Record set: Begin

//! Fixed-interval ingestion loop
//!
//! [`IngestionLoop`] owns one [`SnapshotSource`] for as long as it runs. It
//! spawns a task that opens the source, fetches a snapshot every `interval`,
//! hands non-empty snapshots to a [`SnapshotSink`] and keeps going no matter
//! how many fetches fail. There is no backoff: a failed fetch is retried on
//! the next tick, so a network blip costs at most one interval of data.

use std::panic::AssertUnwindSafe;
use std::sync::Arc;
use std::sync::atomic::{AtomicU64, Ordering};
use std::time::Duration;

use futures::FutureExt;
use serde::{Deserialize, Serialize};
use tokio::task::JoinHandle;
use tokio_util::sync::CancellationToken;
use tracing::{debug, error, info, trace, warn};

use crate::source::SnapshotSource;
use crate::types::{Series, Snapshot};

/// Receiver of ingested snapshots.
///
/// Called once per successful non-empty fetch, in fetch order, never
/// concurrently for the same loop. Implementations must return promptly and
/// contain their own failures: the loop's cadence waits on this call.
#[async_trait::async_trait]
pub trait SnapshotSink: Send + Sync + 'static {
    async fn on_snapshot(&self, snapshot: Snapshot);
}

/// Live counters for the current (or last) run of a loop.
#[derive(Debug, Default)]
pub struct IngestStats {
    fetches: AtomicU64,
    delivered: AtomicU64,
    failures: AtomicU64,
}

impl IngestStats {
    pub fn counters(&self) -> IngestCounters {
        IngestCounters {
            fetches: self.fetches.load(Ordering::Relaxed),
            delivered: self.delivered.load(Ordering::Relaxed),
            failures: self.failures.load(Ordering::Relaxed),
        }
    }

    fn reset(&self) {
        self.fetches.store(0, Ordering::Relaxed);
        self.delivered.store(0, Ordering::Relaxed);
        self.failures.store(0, Ordering::Relaxed);
    }
}

/// Point-in-time copy of [`IngestStats`].
#[derive(Debug, Clone, Copy, Default, PartialEq, Eq, Serialize, Deserialize)]
pub struct IngestCounters {
    /// Fetch attempts
    pub fetches: u64,
    /// Snapshots handed to the sink
    pub delivered: u64,
    /// Failed opens and fetches
    pub failures: u64,
}

struct RunningLoop {
    series: Series,
    cancel: CancellationToken,
    task: JoinHandle<()>,
}

/// Start/stop handle around the ingestion task.
pub struct IngestionLoop {
    running: Option<RunningLoop>,
    stats: Arc<IngestStats>,
}

impl IngestionLoop {
    pub fn new() -> Self {
        Self { running: None, stats: Arc::new(IngestStats::default()) }
    }

    /// Start ingesting from `source`.
    ///
    /// Returns `false` without touching anything when already running; the
    /// passed source is then dropped unopened.
    pub fn start(
        &mut self,
        source: Box<dyn SnapshotSource>,
        interval: Duration,
        sink: Arc<dyn SnapshotSink>,
    ) -> bool {
        if self.is_running() {
            debug!("Ingestion loop already running, ignoring start");
            return false;
        }

        self.stats.reset();
        let series = source.series();
        let cancel = CancellationToken::new();
        let task = tokio::spawn(Self::ingest_task(
            source,
            interval,
            sink,
            cancel.clone(),
            self.stats.clone(),
        ));

        info!(%series, interval_secs = interval.as_secs_f64(), "Ingestion loop started");
        self.running = Some(RunningLoop { series, cancel, task });
        true
    }

    /// Stop the loop and wait until the source has been closed.
    ///
    /// Returns `false` when the loop was not running.
    pub async fn stop(&mut self) -> bool {
        let Some(running) = self.running.take() else {
            debug!("Ingestion loop not running, ignoring stop");
            return false;
        };

        running.cancel.cancel();
        if let Err(e) = running.task.await {
            error!(series = %running.series, error = %e, "Ingestion task ended abnormally");
        }
        info!(series = %running.series, "Ingestion loop stopped");
        true
    }

    pub fn is_running(&self) -> bool {
        self.running.as_ref().is_some_and(|r| !r.task.is_finished())
    }

    /// Shared counters, updated while the loop runs.
    pub fn stats(&self) -> Arc<IngestStats> {
        self.stats.clone()
    }

    pub fn counters(&self) -> IngestCounters {
        self.stats.counters()
    }

    async fn ingest_task(
        mut source: Box<dyn SnapshotSource>,
        interval: Duration,
        sink: Arc<dyn SnapshotSink>,
        cancel: CancellationToken,
        stats: Arc<IngestStats>,
    ) {
        let series = source.series();
        let kind = source.kind();
        let mut opened = false;

        loop {
            if !opened {
                let result = tokio::select! {
                    _ = cancel.cancelled() => break,
                    result = source.open() => result,
                };
                match result {
                    Ok(()) => {
                        opened = true;
                        info!(%series, kind, "Snapshot source opened");
                    }
                    Err(e) => {
                        stats.failures.fetch_add(1, Ordering::Relaxed);
                        warn!(%series, kind, error = %e, "Failed to open snapshot source");
                    }
                }
            }

            if opened {
                let attempt = stats.fetches.fetch_add(1, Ordering::Relaxed) + 1;
                let result = tokio::select! {
                    _ = cancel.cancelled() => break,
                    result = source.fetch_snapshot() => result,
                };

                match result {
                    Ok(snapshot) if snapshot.is_empty() => {
                        debug!(%series, attempt, "Snapshot had no cars, not delivered");
                    }
                    Ok(snapshot) => {
                        let cars = snapshot.cars.len();
                        let delivery = AssertUnwindSafe(sink.on_snapshot(snapshot)).catch_unwind();
                        if delivery.await.is_err() {
                            error!(%series, attempt, "Snapshot sink panicked");
                        } else {
                            stats.delivered.fetch_add(1, Ordering::Relaxed);
                            trace!(%series, attempt, cars, "Snapshot delivered");
                        }
                    }
                    Err(e) => {
                        stats.failures.fetch_add(1, Ordering::Relaxed);
                        warn!(
                            %series,
                            kind,
                            attempt,
                            error = %e,
                            retryable = e.is_retryable(),
                            "Snapshot fetch failed"
                        );
                    }
                }
            }

            tokio::select! {
                _ = cancel.cancelled() => break,
                _ = tokio::time::sleep(interval) => {}
            }
        }

        source.close().await;
        let counters = stats.counters();
        info!(
            %series,
            fetches = counters.fetches,
            delivered = counters.delivered,
            failures = counters.failures,
            "Ingestion task ended"
        );
    }
}

impl Default for IngestionLoop {
    fn default() -> Self {
        Self::new()
    }
}

impl Drop for IngestionLoop {
    fn drop(&mut self) {
        // The detached task still closes its source after cancellation.
        if let Some(running) = &self.running {
            running.cancel.cancel();
        }
    }
}
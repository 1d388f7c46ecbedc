//! Built-in endurance calendar

use chrono::{DateTime, TimeZone, Utc};

use super::{Schedule, ScheduleSource};
use crate::Result;
use crate::types::{ScheduledEvent, Series};

fn utc(year: i32, month: u32, day: u32, hour: u32, minute: u32) -> DateTime<Utc> {
    Utc.with_ymd_and_hms(year, month, day, hour, minute, 0)
        .single()
        .unwrap_or(DateTime::<Utc>::MIN_UTC)
}

/// The 2025 WEC and IMSA rounds the tracker knows about out of the box.
pub fn builtin_calendar() -> Vec<ScheduledEvent> {
    vec![
        ScheduledEvent::new(
            "6 Hours of Qatar",
            Series::Wec,
            "Losail International Circuit",
            utc(2025, 2, 28, 14, 0),
        ),
        ScheduledEvent::new(
            "1000 Miles of Sebring",
            Series::Wec,
            "Sebring International Raceway",
            utc(2025, 3, 14, 17, 0),
        ),
        ScheduledEvent::new(
            "6 Hours of Imola",
            Series::Wec,
            "Autodromo Enzo e Dino Ferrari",
            utc(2025, 4, 20, 12, 0),
        ),
        ScheduledEvent::new(
            "6 Hours of Spa-Francorchamps",
            Series::Wec,
            "Circuit de Spa-Francorchamps",
            utc(2025, 5, 10, 13, 0),
        ),
        ScheduledEvent::new(
            "24 Hours of Le Mans",
            Series::Wec,
            "Circuit de la Sarthe",
            utc(2025, 6, 14, 15, 0),
        ),
        ScheduledEvent::new(
            "12 Hours of Sebring",
            Series::Imsa,
            "Sebring International Raceway",
            utc(2025, 3, 15, 15, 40),
        ),
        ScheduledEvent::new(
            "Grand Prix of Long Beach",
            Series::Imsa,
            "Long Beach Street Circuit",
            utc(2025, 4, 13, 20, 10),
        ),
        ScheduledEvent::new(
            "Laguna Seca",
            Series::Imsa,
            "WeatherTech Raceway Laguna Seca",
            utc(2025, 5, 4, 20, 10),
        ),
    ]
}

/// A schedule held in memory. Loading never fails.
#[derive(Debug, Clone, Default)]
pub struct StaticSchedule {
    schedule: Schedule,
}

impl StaticSchedule {
    pub fn new(events: Vec<ScheduledEvent>) -> Self {
        Self { schedule: Schedule::new(events) }
    }

    /// The built-in calendar.
    pub fn builtin() -> Self {
        Self::new(builtin_calendar())
    }

    pub fn schedule(&self) -> &Schedule {
        &self.schedule
    }
}

#[async_trait::async_trait]
impl ScheduleSource for StaticSchedule {
    async fn load(&self) -> Result<Schedule> {
        Ok(self.schedule.clone())
    }
}

#[cfg(test)]
mod tests {
    use super::*;

    #[tokio::test]
    async fn builtin_calendar_is_ordered() {
        let schedule = StaticSchedule::builtin().load().await.unwrap();
        assert_eq!(schedule.events().len(), 8);
        assert!(
            schedule.events().windows(2).all(|w| w[0].scheduled_start <= w[1].scheduled_start)
        );
        assert_eq!(schedule.events()[0].name, "6 Hours of Qatar");
        assert_eq!(schedule.events()[2].series, Series::Imsa);
    }

    #[test]
    fn events_use_series_endpoints() {
        for event in builtin_calendar() {
            assert_eq!(event.source_endpoint, event.series.default_endpoint());
        }
    }
}
//! YAML schedule files
//!
//! ```yaml
//! events:
//!   - name: 24 Hours of Le Mans
//!     series: WEC
//!     track: Circuit de la Sarthe
//!     scheduled_start: 2025-06-14T15:00:00Z
//!     source_endpoint: https://timing.71wytham.org.uk/   # optional
//! ```

use chrono::{DateTime, Utc};
use serde::Deserialize;
use std::path::{Path, PathBuf};
use tracing::debug;

use super::{Schedule, ScheduleSource};
use crate::types::{ScheduledEvent, Series};
use crate::{Result, TrackerError};

#[derive(Debug, Deserialize)]
#[serde(deny_unknown_fields)]
struct ScheduleDocument {
    #[serde(default)]
    events: Vec<EventEntry>,
}

#[derive(Debug, Deserialize)]
#[serde(deny_unknown_fields)]
struct EventEntry {
    name: String,
    series: Series,
    track: String,
    scheduled_start: DateTime<Utc>,
    #[serde(default, alias = "timing_url")]
    source_endpoint: Option<String>,
}

impl From<EventEntry> for ScheduledEvent {
    fn from(entry: EventEntry) -> Self {
        let event = ScheduledEvent::new(entry.name, entry.series, entry.track, entry.scheduled_start);
        match entry.source_endpoint {
            Some(endpoint) => event.with_endpoint(endpoint),
            None => event,
        }
    }
}

/// Parse a schedule document from YAML text.
pub fn parse_schedule_yaml(yaml: &str) -> Result<Schedule> {
    let document: ScheduleDocument = serde_yaml_ng::from_str(yaml).map_err(|e| {
        TrackerError::schedule("schedule YAML is malformed", Some(Box::new(e)))
    })?;
    Ok(Schedule::new(document.events.into_iter().map(ScheduledEvent::from).collect()))
}

/// A schedule read from a YAML file on every load.
#[derive(Debug, Clone)]
pub struct YamlScheduleFile {
    path: PathBuf,
}

impl YamlScheduleFile {
    pub fn new(path: impl Into<PathBuf>) -> Self {
        Self { path: path.into() }
    }

    pub fn path(&self) -> &Path {
        &self.path
    }
}

#[async_trait::async_trait]
impl ScheduleSource for YamlScheduleFile {
    async fn load(&self) -> Result<Schedule> {
        let yaml = tokio::fs::read_to_string(&self.path).await.map_err(|e| {
            TrackerError::schedule(
                format!("cannot read schedule file {}", self.path.display()),
                Some(Box::new(e)),
            )
        })?;
        let schedule = parse_schedule_yaml(&yaml)?;
        debug!(path = %self.path.display(), events = schedule.events().len(), "Loaded schedule file");
        Ok(schedule)
    }
}
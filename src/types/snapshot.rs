//! Timing snapshot types

use chrono::{DateTime, Utc};
use serde::{Deserialize, Serialize};

use super::Series;

/// One car's row in a timing snapshot.
///
/// Every field except the car number may be absent: the timing page is parsed
/// field by field and a field that cannot be extracted is simply `None`.
#[derive(Debug, Clone, Default, PartialEq, Serialize, Deserialize)]
pub struct CarRecord {
    /// Race number as displayed, e.g. "7" or "007"
    pub car_number: String,
    /// Entrant / team name
    #[serde(default)]
    pub team: Option<String>,
    /// Class, e.g. "HYPERCAR", "LMP2", "GTD PRO"
    #[serde(default)]
    pub class: Option<String>,
    /// Overall position
    #[serde(default)]
    pub position: Option<u32>,
    /// Laps completed
    #[serde(default)]
    pub laps_completed: Option<u32>,
    /// Last lap time in seconds
    #[serde(default)]
    pub last_lap_time: Option<f64>,
    /// Best lap time in seconds
    #[serde(default)]
    pub best_lap_time: Option<f64>,
    /// Gap to the overall leader in seconds
    #[serde(default)]
    pub gap_to_leader: Option<f64>,
    /// Whether the car is currently in the pit lane
    #[serde(default)]
    pub in_pit: Option<bool>,
}

impl CarRecord {
    /// Create a record with only the car number populated.
    pub fn new(car_number: impl Into<String>) -> Self {
        Self { car_number: car_number.into(), ..Default::default() }
    }
}

/// A point-in-time capture of a timing page.
#[derive(Debug, Clone, PartialEq, Serialize, Deserialize)]
pub struct Snapshot {
    /// Series the page belongs to
    pub series: Series,
    /// When the page was captured
    pub captured_at: DateTime<Utc>,
    /// Car rows in page order
    pub cars: Vec<CarRecord>,
}

impl Snapshot {
    /// Create a snapshot captured now.
    pub fn new(series: Series, cars: Vec<CarRecord>) -> Self {
        Self { series, captured_at: Utc::now(), cars }
    }

    /// Whether the snapshot carries no car rows.
    pub fn is_empty(&self) -> bool {
        self.cars.is_empty()
    }

    /// Look up a car by race number.
    pub fn car(&self, car_number: &str) -> Option<&CarRecord> {
        self.cars.iter().find(|c| c.car_number == car_number)
    }
}

#[cfg(test)]
mod tests {
    use super::*;

    #[test]
    fn fully_populated_snapshot_round_trips() {
        let car = CarRecord {
            car_number: "50".into(),
            team: Some("Ferrari AF Corse".into()),
            class: Some("HYPERCAR".into()),
            position: Some(1),
            laps_completed: Some(387),
            last_lap_time: Some(212.345),
            best_lap_time: Some(206.111),
            gap_to_leader: Some(0.0),
            in_pit: Some(false),
        };
        let snapshot = Snapshot::new(Series::Wec, vec![car]);

        let json = serde_json::to_string(&snapshot).unwrap();
        let back: Snapshot = serde_json::from_str(&json).unwrap();
        assert_eq!(back, snapshot);
    }

    #[test]
    fn absent_fields_round_trip_as_absent() {
        let snapshot = Snapshot::new(Series::Imsa, vec![CarRecord::new("01")]);

        let json = serde_json::to_string(&snapshot).unwrap();
        let back: Snapshot = serde_json::from_str(&json).unwrap();

        let car = back.car("01").unwrap();
        assert_eq!(car.position, None);
        assert_eq!(car.laps_completed, None);
        assert_eq!(car.gap_to_leader, None);
        assert_eq!(car.in_pit, None);
        assert_eq!(back, snapshot);
    }

    #[test]
    fn missing_keys_deserialize_as_absent() {
        let car: CarRecord = serde_json::from_str(r#"{"car_number":"7"}"#).unwrap();
        assert_eq!(car, CarRecord::new("7"));
    }

    #[test]
    fn car_number_is_required() {
        assert!(serde_json::from_str::<CarRecord>(r#"{"team":"Cadillac Racing","position":3}"#).is_err());
        assert!(serde_json::from_str::<CarRecord>("{}").is_err());
    }
}
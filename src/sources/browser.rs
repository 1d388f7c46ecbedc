//! Headless browser timing source
//!
//! Some timing pages build their table with JavaScript, so a plain HTTP
//! fetch only sees an empty shell. This source asks a headless Chromium to
//! load the page, let scripts run, and dump the rendered DOM to stdout.

use std::path::Path;
use std::process::Stdio;
use std::time::Duration;

use tempfile::TempDir;
use tokio::process::Command;
use tracing::{debug, info, trace, warn};

use super::table::TableParser;
use crate::source::SnapshotSource;
use crate::types::{Series, Snapshot};
use crate::{Result, TrackerError};

/// Upper bound on script time granted to the page before the DOM is dumped.
const MAX_RENDER_BUDGET: Duration = Duration::from_secs(5);

/// Source that renders the timing page in a headless browser.
pub struct BrowserTimingSource {
    /// Timing page URL
    endpoint: String,

    /// Row and cell extraction for the rendered page
    parser: TableParser,

    /// Bound on one render
    timeout: Duration,

    /// User-Agent the browser announces
    user_agent: String,

    /// Browser executable
    binary: String,

    /// Arguments placed before the browser flags (wrappers, sandbox launchers)
    launcher_args: Vec<String>,

    /// Isolated browser profile, present while open
    profile: Option<TempDir>,
}

impl BrowserTimingSource {
    pub fn new(
        endpoint: impl Into<String>,
        parser: TableParser,
        timeout: Duration,
        user_agent: impl Into<String>,
        binary: impl Into<String>,
    ) -> Self {
        Self {
            endpoint: endpoint.into(),
            parser,
            timeout,
            user_agent: user_agent.into(),
            binary: binary.into(),
            launcher_args: Vec::new(),
            profile: None,
        }
    }

    /// Arguments passed to the executable ahead of the browser flags.
    pub fn with_launcher_args(mut self, args: Vec<String>) -> Self {
        self.launcher_args = args;
        self
    }

    pub fn is_open(&self) -> bool {
        self.profile.is_some()
    }

    fn render_budget(&self) -> Duration {
        (self.timeout / 2).min(MAX_RENDER_BUDGET)
    }

    /// Browser flags for one render of the timing page.
    fn render_args(&self, profile: &Path) -> Vec<String> {
        vec![
            "--headless=new".to_string(),
            "--disable-gpu".to_string(),
            "--no-sandbox".to_string(),
            "--disable-dev-shm-usage".to_string(),
            format!("--user-data-dir={}", profile.display()),
            format!("--user-agent={}", self.user_agent),
            format!("--virtual-time-budget={}", self.render_budget().as_millis()),
            "--dump-dom".to_string(),
            self.endpoint.clone(),
        ]
    }

    fn command(&self) -> Command {
        let mut cmd = Command::new(&self.binary);
        cmd.args(&self.launcher_args)
            .stdin(Stdio::null())
            .stdout(Stdio::piped())
            .stderr(Stdio::piped())
            .kill_on_drop(true);
        cmd
    }

    /// Check the executable starts at all.
    async fn probe(&self) -> Result<()> {
        let mut cmd = self.command();
        cmd.arg("--version");

        let output = tokio::time::timeout(self.timeout, cmd.output())
            .await
            .map_err(|_| TrackerError::Timeout { duration: self.timeout })?
            .map_err(|e| {
                TrackerError::browser(format!("cannot start {}", self.binary), Some(Box::new(e)))
            })?;

        if !output.status.success() {
            return Err(TrackerError::browser(
                format!("{} --version exited with {}", self.binary, output.status),
                None,
            ));
        }

        let version = String::from_utf8_lossy(&output.stdout);
        info!(binary = %self.binary, version = %version.trim(), "Headless browser available");
        Ok(())
    }
}

#[async_trait::async_trait]
impl SnapshotSource for BrowserTimingSource {
    async fn open(&mut self) -> Result<()> {
        if self.profile.is_some() {
            return Ok(());
        }

        self.probe().await?;

        let profile = tempfile::Builder::new().prefix("stintwatch-browser-").tempdir()?;
        debug!(profile = %profile.path().display(), "Created browser profile");
        self.profile = Some(profile);
        Ok(())
    }

    async fn fetch_snapshot(&mut self) -> Result<Snapshot> {
        let profile = self
            .profile
            .as_ref()
            .ok_or_else(|| TrackerError::SourceNotOpen { kind: self.kind().to_string() })?;

        let mut cmd = self.command();
        cmd.args(self.render_args(profile.path()));

        let child = cmd.spawn().map_err(|e| {
            TrackerError::browser(format!("cannot start {}", self.binary), Some(Box::new(e)))
        })?;

        // Dropping the child on timeout kills the browser.
        let output = tokio::time::timeout(self.timeout, child.wait_with_output())
            .await
            .map_err(|_| TrackerError::Timeout { duration: self.timeout })??;

        if !output.status.success() {
            let stderr = String::from_utf8_lossy(&output.stderr);
            return Err(TrackerError::browser(
                format!("render exited with {}: {}", output.status, stderr.trim()),
                None,
            ));
        }

        let html = String::from_utf8_lossy(&output.stdout);
        trace!(bytes = html.len(), "Rendered timing page");

        let snapshot = self.parser.parse(&html)?;
        debug!(series = %snapshot.series, cars = snapshot.cars.len(), "Parsed rendered snapshot");
        Ok(snapshot)
    }

    async fn close(&mut self) {
        match self.profile.take() {
            Some(profile) => {
                if let Err(e) = profile.close() {
                    warn!(error = %e, "Failed to remove browser profile");
                }
                info!(series = %self.parser.series(), "Closed headless browser source");
            }
            None => debug!("Headless browser source already closed"),
        }
    }

    fn series(&self) -> Series {
        self.parser.series()
    }

    fn kind(&self) -> &'static str {
        "browser"
    }
}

Record set: End

Exactly repeat the lines running from the top of the listing to the line bearing "#[derive(Debug, Default)]", both of those lines included, and only them.

#### Completed exercise:
//! Fixed-interval ingestion loop
//!
//! [`IngestionLoop`] owns one [`SnapshotSource`] for as long as it runs. It
//! spawns a task that opens the source, fetches a snapshot every `interval`,
//! hands non-empty snapshots to a [`SnapshotSink`] and keeps going no matter
//! how many fetches fail. There is no backoff: a failed fetch is retried on
//! the next tick, so a network blip costs at most one interval of data.

use std::panic::AssertUnwindSafe;
use std::sync::Arc;
use std::sync::atomic::{AtomicU64, Ordering};
use std::time::Duration;

use futures::FutureExt;
use serde::{Deserialize, Serialize};
use tokio::task::JoinHandle;
use tokio_util::sync::CancellationToken;
use tracing::{debug, error, info, trace, warn};

use crate::source::SnapshotSource;
use crate::types::{Series, Snapshot};

/// Receiver of ingested snapshots.
///
/// Called once per successful non-empty fetch, in fetch order, never
/// concurrently for the same loop. Implementations must return promptly and
/// contain their own failures: the loop's cadence waits on this call.
#[async_trait::async_trait]
pub trait SnapshotSink: Send + Sync + 'static {
    async fn on_snapshot(&self, snapshot: Snapshot);
}

/// Live counters for the current (or last) run of a loop.
#[derive(Debug, Default)]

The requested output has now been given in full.